(Dataset entries)
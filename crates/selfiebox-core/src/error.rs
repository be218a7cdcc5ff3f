//! Error type for the compositing pipeline.

use std::fmt;

/// Message shown to end users for every composite failure.
pub const USER_FACING_FAILURE: &str = "❌ Sorry, I ran out of memory. Try again in a minute!";

/// Which stage of the pipeline failed.
#[derive(Debug, Clone, Copy, PartialEq, Eq)]
pub enum CompositeErrorKind {
    /// The segmentation collaborator failed or returned unusable data
    Segmentation,
    /// Backdrop bytes could not be decoded
    Decode,
    /// Resizing or PNG encoding failed
    Encode,
    /// The composite exceeded its wall-clock budget
    Timeout,
    /// The blocking worker panicked or was cancelled
    Internal,
}

impl fmt::Display for CompositeErrorKind {
    fn fmt(&self, f: &mut fmt::Formatter<'_>) -> fmt::Result {
        match self {
            CompositeErrorKind::Segmentation => write!(f, "segmentation_failed"),
            CompositeErrorKind::Decode => write!(f, "decode_failed"),
            CompositeErrorKind::Encode => write!(f, "encode_failed"),
            CompositeErrorKind::Timeout => write!(f, "timed_out"),
            CompositeErrorKind::Internal => write!(f, "internal"),
        }
    }
}

/// Structured composite failure with kind and details.
///
/// The kind and details are for diagnostics only. Users always get
/// [`USER_FACING_FAILURE`] regardless of kind.
#[derive(Debug, Clone)]
pub struct CompositeError {
    pub kind: CompositeErrorKind,
    /// One-line summary suitable for logs
    pub message: String,
    /// Optional underlying cause
    pub details: Option<String>,
}

impl CompositeError {
    pub fn new(kind: CompositeErrorKind, message: impl Into<String>) -> Self {
        Self {
            kind,
            message: message.into(),
            details: None,
        }
    }

    pub fn with_details(
        kind: CompositeErrorKind,
        message: impl Into<String>,
        details: impl Into<String>,
    ) -> Self {
        Self {
            kind,
            message: message.into(),
            details: Some(details.into()),
        }
    }

    pub fn segmentation(details: impl fmt::Display) -> Self {
        Self::with_details(
            CompositeErrorKind::Segmentation,
            "segmentation failed",
            details.to_string(),
        )
    }

    pub fn decode(details: impl fmt::Display) -> Self {
        Self::with_details(
            CompositeErrorKind::Decode,
            "backdrop decode failed",
            details.to_string(),
        )
    }

    pub fn encode(details: impl fmt::Display) -> Self {
        Self::with_details(
            CompositeErrorKind::Encode,
            "output encode failed",
            details.to_string(),
        )
    }

    pub fn timeout(after_secs: u64) -> Self {
        Self::new(
            CompositeErrorKind::Timeout,
            format!("composite timed out after {after_secs}s"),
        )
    }

    pub fn internal(details: impl fmt::Display) -> Self {
        Self::with_details(
            CompositeErrorKind::Internal,
            "composite worker aborted",
            details.to_string(),
        )
    }

    /// Generic text for the end user; never exposes the stage.
    pub fn user_message(&self) -> &'static str {
        USER_FACING_FAILURE
    }
}

impl fmt::Display for CompositeError {
    fn fmt(&self, f: &mut fmt::Formatter<'_>) -> fmt::Result {
        match &self.details {
            Some(details) => write!(f, "{} ({}): {}", self.message, self.kind, details),
            None => write!(f, "{} ({})", self.message, self.kind),
        }
    }
}

impl std::error::Error for CompositeError {}

/// Result type for compositing operations.
pub type CompositeResult<T> = std::result::Result<T, CompositeError>;
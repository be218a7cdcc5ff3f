//! Tracing subscriber setup.

use std::path::Path;

use anyhow::{Context, Result, anyhow};
use selfiebox_core::config::Config;
use tracing_appender::non_blocking::WorkerGuard;
use tracing_subscriber::EnvFilter;
use tracing_subscriber::fmt;
use tracing_subscriber::prelude::*;

const DEFAULT_LEVEL: &str = "info";

/// Installs the global subscriber. `RUST_LOG` wins over `log_level`.
///
/// Logs go to stderr, or to `log_file` when one is configured. Keep the
/// returned guard alive so buffered file output is flushed on exit.
pub fn init(config: &Config) -> Result<Option<WorkerGuard>> {
    let level = config.log_level.as_deref().unwrap_or(DEFAULT_LEVEL);
    let filter = EnvFilter::try_from_default_env()
        .or_else(|_| EnvFilter::try_new(level))
        .with_context(|| format!("invalid log_level '{level}'"))?;

    let registry = tracing_subscriber::registry().with(filter);

    let Some(log_file) = config.log_file.as_deref() else {
        registry
            .with(fmt::layer().with_writer(std::io::stderr).with_target(false))
            .try_init()
            .map_err(|err| anyhow!("install log subscriber: {err}"))?;
        return Ok(None);
    };

    let (writer, guard) = file_writer(Path::new(log_file))?;
    registry
        .with(fmt::layer().with_writer(writer).with_ansi(false))
        .try_init()
        .map_err(|err| anyhow!("install log subscriber: {err}"))?;
    Ok(Some(guard))
}

fn file_writer(path: &Path) -> Result<(tracing_appender::non_blocking::NonBlocking, WorkerGuard)> {
    let file_name = path
        .file_name()
        .ok_or_else(|| anyhow!("log_file has no file name: {}", path.display()))?;
    let dir = match path.parent() {
        Some(parent) if !parent.as_os_str().is_empty() => parent,
        _ => Path::new("."),
    };
    std::fs::create_dir_all(dir)
        .with_context(|| format!("create log directory {}", dir.display()))?;

    let appender = tracing_appender::rolling::never(dir, file_name);
    Ok(tracing_appender::non_blocking(appender))
}
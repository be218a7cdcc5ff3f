pub struct IncomingMessage {
    pub chat_id: i64,
    pub message_id: i64,
    pub user_id: i64,
    pub is_private: bool,
    pub text: Option<String>,
    pub image: Option<IncomingImage>,
}

pub struct IncomingImage {
    pub mime_type: String,
    pub data: Vec<u8>,
}
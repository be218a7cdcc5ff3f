//! Config command handlers.

use std::path::Path;

use anyhow::{Context, Result};
use selfiebox_core::config::Config;

pub fn path(config_path: &Path) {
    println!("{}", config_path.display());
}

pub fn init(config_path: &Path) -> Result<()> {
    Config::init_at(config_path)
        .with_context(|| format!("init config at {}", config_path.display()))?;
    println!("Created config at {}", config_path.display());
    Ok(())
}
//! Background-removal collaborator.
//!
//! The compositor only needs "image bytes in, image-with-alpha bytes out".
//! [`HttpSegmenter`] delegates that to a rembg-compatible HTTP service.

use std::future::Future;
use std::pin::Pin;
use std::time::Duration;

use anyhow::{Context, Result, anyhow};

use crate::config::SegmentationConfig;

pub type SegmentFuture = Pin<Box<dyn Future<Output = Result<Vec<u8>>> + Send>>;

/// Removes the background of a photo.
///
/// Implementations are shared across sessions and must tolerate concurrent
/// calls.
pub trait Segmenter: Send + Sync {
    /// Returns encoded image bytes with an alpha channel isolating the subject.
    fn segment(&self, image: Vec<u8>) -> SegmentFuture;
}

/// Posts the photo to a background-removal server as multipart field `file`.
#[derive(Clone)]
pub struct HttpSegmenter {
    http: reqwest::Client,
    endpoint: String,
}

impl HttpSegmenter {
    pub fn new(endpoint: impl Into<String>, timeout: Duration) -> Result<Self> {
        let http = reqwest::Client::builder()
            .timeout(timeout)
            .build()
            .context("build segmentation HTTP client")?;
        Ok(Self {
            http,
            endpoint: endpoint.into(),
        })
    }

    pub fn from_config(config: &SegmentationConfig) -> Result<Self> {
        Self::new(config.endpoint.clone(), config.request_timeout())
    }

    pub fn endpoint(&self) -> &str {
        &self.endpoint
    }
}

impl Segmenter for HttpSegmenter {
    fn segment(&self, image: Vec<u8>) -> SegmentFuture {
        let http = self.http.clone();
        let endpoint = self.endpoint.clone();
        Box::pin(async move {
            let size = image.len();
            let part = reqwest::multipart::Part::bytes(image).file_name("subject");
            let form = reqwest::multipart::Form::new().part("file", part);

            tracing::debug!(%endpoint, bytes = size, "requesting background removal");
            let response = http
                .post(&endpoint)
                .multipart(form)
                .send()
                .await
                .with_context(|| format!("segmentation request to {endpoint} failed"))?;

            if !response.status().is_success() {
                let status = response.status();
                let body = response.text().await.unwrap_or_default();
                return Err(anyhow!("segmentation service returned {} {}", status, body));
            }

            let bytes = response
                .bytes()
                .await
                .context("read segmentation response body")?;
            if bytes.is_empty() {
                return Err(anyhow!("segmentation service returned an empty body"));
            }
            Ok(bytes.to_vec())
        })
    }
}
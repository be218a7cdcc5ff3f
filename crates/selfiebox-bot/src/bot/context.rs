use selfiebox_core::SessionTracker;

use crate::telegram::TelegramClient;

pub(crate) struct BotContext {
    client: TelegramClient,
    tracker: SessionTracker,
}

impl BotContext {
    pub(crate) fn new(client: TelegramClient, tracker: SessionTracker) -> Self {
        Self { client, tracker }
    }

    pub(crate) fn client(&self) -> &TelegramClient {
        &self.client
    }

    pub(crate) fn tracker(&self) -> &SessionTracker {
        &self.tracker
    }
}
use std::path::Path;

use anyhow::Result;
use selfiebox_core::config::Config;

pub async fn run(config: Config, config_path: &Path) -> Result<()> {
    if config_path.exists() {
        tracing::info!("Config file: {}", config_path.display());
    } else {
        tracing::info!("No config file at {}, using defaults", config_path.display());
    }
    selfiebox_bot::run(config).await
}
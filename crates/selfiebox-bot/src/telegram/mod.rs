use std::time::Duration;

use anyhow::{Result, anyhow, bail};
use selfiebox_core::config::Config;
use serde::de::DeserializeOwned;
use serde::{Deserialize, Serialize};
use tokio::task::JoinHandle;

mod types;

pub use types::{Document, Message, PhotoSize, TelegramFile, Update};

use crate::commands::TelegramCommandSpec;

const TELEGRAM_API_URL: &str = "https://api.telegram.org";
/// Telegram clears a chat action after ~5s.
const CHAT_ACTION_REFRESH: Duration = Duration::from_secs(4);

pub struct TelegramSettings {
    pub bot_token: String,
    pub poll_timeout: Duration,
}

impl TelegramSettings {
    pub fn from_config(config: &Config) -> Result<Self> {
        let Some(bot_token) = config.telegram_bot_token() else {
            bail!(
                "telegram.bot_token, SELFIEBOX_TELEGRAM_BOT_TOKEN or TELEGRAM_BOT_TOKEN is required"
            );
        };
        Ok(Self {
            bot_token,
            poll_timeout: Duration::from_secs(config.telegram.poll_timeout_secs),
        })
    }
}

#[derive(Clone)]
pub struct TelegramClient {
    http: reqwest::Client,
    base_url: String,
    token: String,
}

impl TelegramClient {
    pub fn new(token: String) -> Self {
        Self::with_base_url(token, TELEGRAM_API_URL)
    }

    pub fn with_base_url(token: String, base_url: impl Into<String>) -> Self {
        Self {
            http: reqwest::Client::new(),
            base_url: base_url.into().trim_end_matches('/').to_string(),
            token,
        }
    }

    pub async fn get_updates(&self, offset: Option<i64>, timeout: Duration) -> Result<Vec<Update>> {
        let request = GetUpdatesRequest {
            offset,
            timeout: timeout.as_secs(),
            allowed_updates: Some(vec!["message"]),
        };
        self.post("getUpdates", &request).await
    }

    pub async fn get_file(&self, file_id: &str) -> Result<TelegramFile> {
        let request = GetFileRequest { file_id };
        self.post("getFile", &request).await
    }

    pub async fn download_file(&self, file_path: &str) -> Result<Vec<u8>> {
        let url = format!("{}/file/bot{}/{}", self.base_url, self.token, file_path);
        let response = self
            .http
            .get(url)
            .send()
            .await
            .map_err(|_| anyhow!("Telegram file download failed"))?;

        if !response.status().is_success() {
            bail!(
                "Telegram file download failed with status {}",
                response.status()
            );
        }

        let bytes = response
            .bytes()
            .await
            .map_err(|_| anyhow!("Failed to read Telegram file bytes"))?;
        Ok(bytes.to_vec())
    }

    pub async fn send_message(
        &self,
        chat_id: i64,
        text: &str,
        reply_to_message_id: Option<i64>,
    ) -> Result<()> {
        let request = SendMessageRequest {
            chat_id,
            text,
            reply_to_message_id,
            allow_sending_without_reply: Some(true),
        };
        let _: Message = self.post("sendMessage", &request).await?;
        Ok(())
    }

    /// Uploads `png` as a photo with a caption.
    pub async fn send_photo(
        &self,
        chat_id: i64,
        png: Vec<u8>,
        filename: &str,
        caption: &str,
        reply_to_message_id: Option<i64>,
    ) -> Result<()> {
        let part = reqwest::multipart::Part::bytes(png)
            .file_name(filename.to_string())
            .mime_str("image/png")?;
        let mut form = reqwest::multipart::Form::new()
            .text("chat_id", chat_id.to_string())
            .text("caption", caption.to_string())
            .text("allow_sending_without_reply", "true")
            .part("photo", part);
        if let Some(reply_to) = reply_to_message_id {
            form = form.text("reply_to_message_id", reply_to.to_string());
        }

        let url = self.method_url("sendPhoto");
        let response = self
            .http
            .post(url)
            .multipart(form)
            .send()
            .await
            .map_err(|_| anyhow!("Telegram photo upload failed"))?;
        let _: Message = decode_response(response).await?;
        Ok(())
    }

    pub async fn send_chat_action(&self, chat_id: i64, action: &str) -> Result<()> {
        let request = SendChatActionRequest { chat_id, action };
        let _: bool = self.post("sendChatAction", &request).await?;
        Ok(())
    }

    /// Repeats `action` until the returned guard is dropped.
    pub fn start_chat_action(&self, chat_id: i64, action: &'static str) -> ChatActionGuard {
        let client = self.clone();
        let handle = tokio::spawn(async move {
            loop {
                if let Err(err) = client.send_chat_action(chat_id, action).await {
                    tracing::debug!(chat_id, "chat action failed: {err}");
                }
                tokio::time::sleep(CHAT_ACTION_REFRESH).await;
            }
        });
        ChatActionGuard { handle }
    }

    pub async fn set_my_commands(&self, commands: &[TelegramCommandSpec]) -> Result<()> {
        let request = SetMyCommandsRequest {
            commands: commands
                .iter()
                .map(|spec| BotCommandPayload {
                    command: spec.command,
                    description: spec.description,
                })
                .collect(),
        };
        let _: bool = self.post("setMyCommands", &request).await?;
        Ok(())
    }

    fn method_url(&self, method: &str) -> String {
        format!("{}/bot{}/{}", self.base_url, self.token, method)
    }

    async fn post<T: DeserializeOwned, B: Serialize>(&self, method: &str, body: &B) -> Result<T> {
        let response = self
            .http
            .post(self.method_url(method))
            .json(body)
            .send()
            .await
            .map_err(|_| anyhow!("Telegram request failed"))?;
        decode_response(response).await
    }
}

async fn decode_response<T: DeserializeOwned>(response: reqwest::Response) -> Result<T> {
    let payload: TelegramResponse<T> = response
        .json()
        .await
        .map_err(|_| anyhow!("Failed to decode Telegram response"))?;

    if !payload.ok {
        let description = payload
            .description
            .unwrap_or_else(|| "Telegram API error".to_string());
        bail!("{}", description);
    }

    payload
        .result
        .ok_or_else(|| anyhow!("Telegram response missing result"))
}

pub struct ChatActionGuard {
    handle: JoinHandle<()>,
}

impl Drop for ChatActionGuard {
    fn drop(&mut self) {
        self.handle.abort();
    }
}

#[derive(Debug, Deserialize)]
struct TelegramResponse<T> {
    ok: bool,
    result: Option<T>,
    description: Option<String>,
}

#[derive(Debug, Serialize)]
struct GetUpdatesRequest {
    #[serde(skip_serializing_if = "Option::is_none")]
    offset: Option<i64>,
    timeout: u64,
    #[serde(skip_serializing_if = "Option::is_none")]
    allowed_updates: Option<Vec<&'static str>>,
}

#[derive(Debug, Serialize)]
struct SendMessageRequest<'a> {
    chat_id: i64,
    text: &'a str,
    #[serde(skip_serializing_if = "Option::is_none")]
    reply_to_message_id: Option<i64>,
    #[serde(skip_serializing_if = "Option::is_none")]
    allow_sending_without_reply: Option<bool>,
}

#[derive(Debug, Serialize)]
struct SendChatActionRequest<'a> {
    chat_id: i64,
    action: &'a str,
}

#[derive(Debug, Serialize)]
struct SetMyCommandsRequest {
    commands: Vec<BotCommandPayload>,
}

#[derive(Debug, Serialize)]
struct BotCommandPayload {
    command: &'static str,
    description: &'static str,
}

#[derive(Debug, Serialize)]
struct GetFileRequest<'a> {
    file_id: &'a str,
}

**Exercise requirements:**
Say, as a single number and nothing more, how many lines of the entries contain the word "SendMessageRequest".

**Reply:**
2